Backdoor per API-Endpunkt

Die Sabotagefunktionen sind über definierte API-Endpunkte erreichbar:

  • GET /_/system/health dient der Abfrage von Status und Hostnamen
  • POST /_/system/health und POST /_/sys/maintenance lösen die Zerstörung aus
  • Die Auslösung erfolgt per Schlüsselwort – im zweiten Fall genügt „HelloWorld“

Die Struktur deutet auf eine gezielte, testbare Infrastruktur hin. Angreifer können zunächst über eine „Trockenübung“ verifizieren, ob ihre Backdoor intakt ist, bevor sie den endgültigen Löschbefehl auslösen.

Lehren für die Praxis: Wie sich Entwickler schützen können

Dieser Vorfall unterstreicht eindrücklich, dass Paketmanipulation nicht nur ein Sicherheitsrisiko für Daten darstellt, sondern auch eine reale Gefahr für Entwicklungsinfrastruktur.
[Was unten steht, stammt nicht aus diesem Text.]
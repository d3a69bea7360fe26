pub mod common;
pub mod items;
pub mod rfid;

use crate::{
    db::DbPool,
    events::EventSender,
    services::{catalog::CatalogService, ledger::LedgerService},
};
use std::sync::Arc;

// Re-export AppState so handler modules can import it as crate::handlers::AppState
pub use crate::AppState;

/// Services layer that encapsulates business logic used by HTTP handlers
#[derive(Clone)]
pub struct AppServices {
    pub catalog: Arc<CatalogService>,
    pub ledger: Arc<LedgerService>,
}

impl AppServices {
    /// Wires the catalog and ledger services to one pool and event channel.
    /// The ledger receives the catalog handle for referential validation.
    pub fn new(db_pool: Arc<DbPool>, event_sender: EventSender) -> Self {
        let catalog = Arc::new(CatalogService::new(db_pool.clone(), event_sender.clone()));
        let ledger = Arc::new(LedgerService::new(
            db_pool,
            catalog.clone(),
            event_sender,
        ));

        Self { catalog, ledger }
    }
}
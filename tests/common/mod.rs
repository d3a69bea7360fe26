use std::path::PathBuf;
use std::sync::Arc;

use axum::{
    body::{to_bytes, Body},
    http::{Method, Request, StatusCode},
    Router,
};
use serde_json::Value;
use tokio::sync::mpsc;
use tower::ServiceExt;
use uuid::Uuid;

use rfid_warehouse_api::{
    config::AppConfig,
    db,
    events::{self, EventSender},
    handlers::AppServices,
    AppState,
};

/// Helper harness for spinning up an application backed by a throwaway
/// SQLite database.
pub struct TestApp {
    pub router: Router,
    pub state: Arc<AppState>,
    db_path: PathBuf,
    _event_task: tokio::task::JoinHandle<()>,
}

impl TestApp {
    /// Construct a new test application with fresh database state.
    pub async fn new() -> Self {
        let db_path = std::env::temp_dir().join(format!("rfid_warehouse_test_{}.db", Uuid::new_v4()));
        let db_url = format!("sqlite://{}?mode=rwc", db_path.display());

        let pool = db::connect(&db_url)
            .await
            .expect("failed to connect to test database");
        db::run_migrations(&pool)
            .await
            .expect("failed to run migrations");
        let db_arc = Arc::new(pool);

        let (event_tx, event_rx) = mpsc::channel(64);
        let event_sender = EventSender::new(event_tx);
        let event_task = tokio::spawn(events::process_events(event_rx));

        let services = AppServices::new(db_arc.clone(), event_sender.clone());

        let cfg = AppConfig::new(db_url, "127.0.0.1".into(), 0, "test".into());

        let state = Arc::new(AppState {
            db: db_arc,
            config: cfg,
            event_sender,
            services,
        });

        let router = rfid_warehouse_api::app_router(state.clone());

        Self {
            router,
            state,
            db_path,
            _event_task: event_task,
        }
    }

    /// Issue a request against the in-process router and decode the JSON body.
    pub async fn request(
        &self,
        method: Method,
        uri: &str,
        body: Option<Value>,
    ) -> (StatusCode, Value) {
        let mut builder = Request::builder().method(method).uri(uri);
        let request = match body {
            Some(json) => {
                builder = builder.header("content-type", "application/json");
                builder.body(Body::from(json.to_string())).unwrap()
            }
            None => builder.body(Body::empty()).unwrap(),
        };

        let response = self
            .router
            .clone()
            .oneshot(request)
            .await
            .expect("request should not fail at the transport level");

        let status = response.status();
        let bytes = to_bytes(response.into_body(), usize::MAX).await.unwrap();
        let value = if bytes.is_empty() {
            Value::Null
        } else {
            serde_json::from_slice(&bytes).expect("response body should be JSON")
        };

        (status, value)
    }

    pub async fn post(&self, uri: &str, body: Value) -> (StatusCode, Value) {
        self.request(Method::POST, uri, Some(body)).await
    }

    pub async fn get(&self, uri: &str) -> (StatusCode, Value) {
        self.request(Method::GET, uri, None).await
    }

    /// Create an item directly through the API, panicking on failure.
    pub async fn seed_item(&self, item_code: &str, item_name: &str) {
        let (status, body) = self
            .post(
                "/api/items",
                serde_json::json!({ "item_code": item_code, "item_name": item_name }),
            )
            .await;
        assert_eq!(status, StatusCode::CREATED, "seeding item failed: {body}");
    }

    /// Register a tag directly through the API, panicking on failure.
    pub async fn seed_tag(&self, tag_uid: &str, item_code: &str) {
        let (status, body) = self
            .post(
                "/api/rfid/register",
                serde_json::json!({ "tag_uid": tag_uid, "item_code": item_code }),
            )
            .await;
        assert_eq!(status, StatusCode::CREATED, "seeding tag failed: {body}");
    }
}

impl Drop for TestApp {
    fn drop(&mut self) {
        let _ = std::fs::remove_file(&self.db_path);
    }
}
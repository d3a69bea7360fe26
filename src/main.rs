use std::{net::SocketAddr, sync::Arc};

use axum::http::HeaderValue;
use tokio::{signal, sync::mpsc};
use tower_http::{
    compression::CompressionLayer,
    cors::{Any, CorsLayer},
    trace::TraceLayer,
};
use tracing::{error, info};

use rfid_warehouse_api as api;

#[tokio::main]
async fn main() -> Result<(), Box<dyn std::error::Error>> {
    let cfg = api::config::load_config()?;
    api::config::init_tracing(cfg.log_level(), cfg.log_json);

    // Init DB
    let db_pool = api::db::connect_from_config(&cfg).await?;
    if cfg.auto_migrate {
        api::db::run_migrations(&db_pool).await.map_err(|e| {
            error!("Failed running migrations: {}", e);
            e
        })?;
    }

    let db_arc = Arc::new(db_pool);

    // Init events
    let (event_tx, event_rx) = mpsc::channel(cfg.event_channel_capacity);
    let event_sender = api::events::EventSender::new(event_tx);
    tokio::spawn(api::events::process_events(event_rx));

    // Aggregate app services used by HTTP handlers
    let services = api::handlers::AppServices::new(db_arc.clone(), event_sender.clone());

    // Compose shared app state
    let app_state = Arc::new(api::AppState {
        db: db_arc,
        config: cfg.clone(),
        event_sender,
        services,
    });

    // Build CORS layer from config
    let configured_origins: Option<Vec<HeaderValue>> = cfg
        .cors_allowed_origins
        .as_ref()
        .map(|raw| {
            raw.split(',')
                .filter_map(|origin| {
                    let trimmed = origin.trim();
                    if trimmed.is_empty() {
                        None
                    } else {
                        HeaderValue::from_str(trimmed).ok()
                    }
                })
                .collect::<Vec<_>>()
        })
        .filter(|origins| !origins.is_empty());

    let cors_layer = if let Some(origins) = configured_origins {
        CorsLayer::new()
            .allow_origin(origins)
            .allow_methods(Any)
            .allow_headers(Any)
    } else {
        CorsLayer::new()
            .allow_origin(Any)
            .allow_methods(Any)
            .allow_headers(Any)
    };

    let app = api::app_router(app_state)
        .layer(TraceLayer::new_for_http())
        .layer(CompressionLayer::new())
        .layer(cors_layer);

    // Bind and serve
    let addr = SocketAddr::new(cfg.host.parse()?, cfg.port);
    info!("rfid-warehouse-api listening on http://{}", addr);
    let listener = tokio::net::TcpListener::bind(addr).await?;

    axum::serve(listener, app.into_make_service())
        .with_graceful_shutdown(shutdown_signal())
        .await?;

    Ok(())
}

async fn shutdown_signal() {
    let ctrl_c = async {
        signal::ctrl_c()
            .await
            .expect("failed to install Ctrl+C handler");
    };

    #[cfg(unix)]
    let terminate = async {
        use tokio::signal::unix::{signal, SignalKind};

        let mut sigterm =
            signal(SignalKind::terminate()).expect("failed to install signal handler");
        sigterm.recv().await;
    };

    #[cfg(not(unix))]
    let terminate = std::future::pending::<()>();

    tokio::select! {
        _ = ctrl_c => {},
        _ = terminate => {},
    }
}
Die wichtigsten Gegenmaßnahmen in diesem Fall sind:

  • Code-Audits und statische Analysen vor Paketintegration
  • Einschränkung von automatischen Abhängigkeiten ohne Review
  • Monitoring von Netzwerkkommunikation in Entwicklungsumgebungen
  • Restriktive Rechtevergabe in Projektverzeichnissen (Least Privilege)
  • Verwendung geprüfter Mirror-Repositories oder interne Paket-Caches

PyPI-Paket tarnt sich als Instagram- Tool zur Steigerung der Follower-Zahlen und stiehlt Zugangsdaten

Ein weiteres aktuelles Beispiel für einen Lieferkettenangriff: Ein vermeintliches Instagram-Wachstums-Tool entpuppt sich als raffinierter Credential Harvester: Das Python-Paket imad213, über 3.200 Mal über das offizielle PyPI-Repository heruntergeladen, fordert Nutzer zur Eingabe ihrer Instagram-Zugangsdaten auf – angeblich, um die Follower-Zahl zu steigern. In Wahrheit werden die Zugangsdaten verschlüsselt gespeichert und an zehn verschiedene Bot-Dienste weitergeleitet, viele davon in Verbindung mit einem türkischen Netzwerk fragwürdiger Instagram-Tools.

Besonders perfide: Das Paket enthält einen „Kill Switch“, der über eine externe Netlify-Datei gesteuert wird – der Angreifer kann also jederzeit alle infizierten Installationen deaktivieren oder gezielt steuern. Hinter dem Angriff steht ein Nutzer namens IMAD-213, der unter dem Vorwand von „Forschung und Bildung“ auch weitere Pakete zum Abgreifen von Facebook-, Gmail- und Twitter-Daten veröffentlicht hat. Sicherheitsexperten warnen: Diese Form des Credential-Laundering – also das parallele Verteilen gestohlener Logins über verschiedene Dienste – ist ein gefährlicher neuer Trend in der Social-Media-Malware.